### Input data
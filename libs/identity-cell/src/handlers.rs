// libs/identity-cell/src/handlers.rs
use std::sync::Arc;

use axum::{
    extract::{Path, Query, State},
    Json,
};
use serde_json::{json, Value};
use uuid::Uuid;

use shared_models::error::AppError;

use crate::models::{
    IdentityError, MergeIdentitiesRequest, MergeIdentitiesResponse, RegisterPatientRequest,
    ResolveQuery,
};
use crate::services::resolution::IdentityService;

impl From<IdentityError> for AppError {
    fn from(err: IdentityError) -> Self {
        match err {
            IdentityError::UnknownMessagingUid(_) | IdentityError::PatientNotFound(_) => {
                AppError::NotFound(err.to_string())
            }
            IdentityError::IdentityConflict { .. } => AppError::Conflict(err.to_string()),
            IdentityError::PlaceholderPrimary(_) | IdentityError::SelfMerge => {
                AppError::BadRequest(err.to_string())
            }
            IdentityError::Internal(msg) => AppError::Internal(msg),
        }
    }
}

#[axum::debug_handler]
pub async fn register_patient(
    State(service): State<Arc<IdentityService>>,
    Json(request): Json<RegisterPatientRequest>,
) -> Result<Json<Value>, AppError> {
    if request.name.trim().is_empty() {
        return Err(AppError::BadRequest("Patient name must not be empty".to_string()));
    }
    let patient = service
        .register_patient(request.name, request.messaging_uid, request.is_placeholder)
        .await;
    Ok(Json(json!(patient)))
}

#[axum::debug_handler]
pub async fn get_patient(
    State(service): State<Arc<IdentityService>>,
    Path(patient_id): Path<Uuid>,
) -> Result<Json<Value>, AppError> {
    let patient = service.get_patient(patient_id).await?;
    Ok(Json(json!(patient)))
}

#[axum::debug_handler]
pub async fn resolve_identity(
    State(service): State<Arc<IdentityService>>,
    Query(query): Query<ResolveQuery>,
) -> Result<Json<Value>, AppError> {
    let patient_id = service.resolve_identity(&query.messaging_uid).await?;
    Ok(Json(json!({ "patient_id": patient_id })))
}

#[axum::debug_handler]
pub async fn merge_identities(
    State(service): State<Arc<IdentityService>>,
    Json(request): Json<MergeIdentitiesRequest>,
) -> Result<Json<MergeIdentitiesResponse>, AppError> {
    let rows_reassigned = service
        .merge_identities(request.primary_id, request.duplicate_id)
        .await?;
    Ok(Json(MergeIdentitiesResponse { rows_reassigned }))
}

#[axum::debug_handler]
pub async fn list_collisions(
    State(service): State<Arc<IdentityService>>,
) -> Result<Json<Value>, AppError> {
    let collisions = service.find_collisions().await;
    Ok(Json(json!({ "collisions": collisions })))
}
######
Your answer should consist of the lines from the line with "name must not" to the line with "let rows_reassigned = service" above, repeated exactly, both ends included.

        return Err(AppError::BadRequest("Patient name must not be empty".to_string()));
    }
    let patient = service
        .register_patient(request.name, request.messaging_uid, request.is_placeholder)
        .await;
    Ok(Json(json!(patient)))
}

#[axum::debug_handler]
pub async fn get_patient(
    State(service): State<Arc<IdentityService>>,
    Path(patient_id): Path<Uuid>,
) -> Result<Json<Value>, AppError> {
    let patient = service.get_patient(patient_id).await?;
    Ok(Json(json!(patient)))
}

#[axum::debug_handler]
pub async fn resolve_identity(
    State(service): State<Arc<IdentityService>>,
    Query(query): Query<ResolveQuery>,
) -> Result<Json<Value>, AppError> {
    let patient_id = service.resolve_identity(&query.messaging_uid).await?;
    Ok(Json(json!({ "patient_id": patient_id })))
}

#[axum::debug_handler]
pub async fn merge_identities(
    State(service): State<Arc<IdentityService>>,
    Json(request): Json<MergeIdentitiesRequest>,
) -> Result<Json<MergeIdentitiesResponse>, AppError> {
    let rows_reassigned = service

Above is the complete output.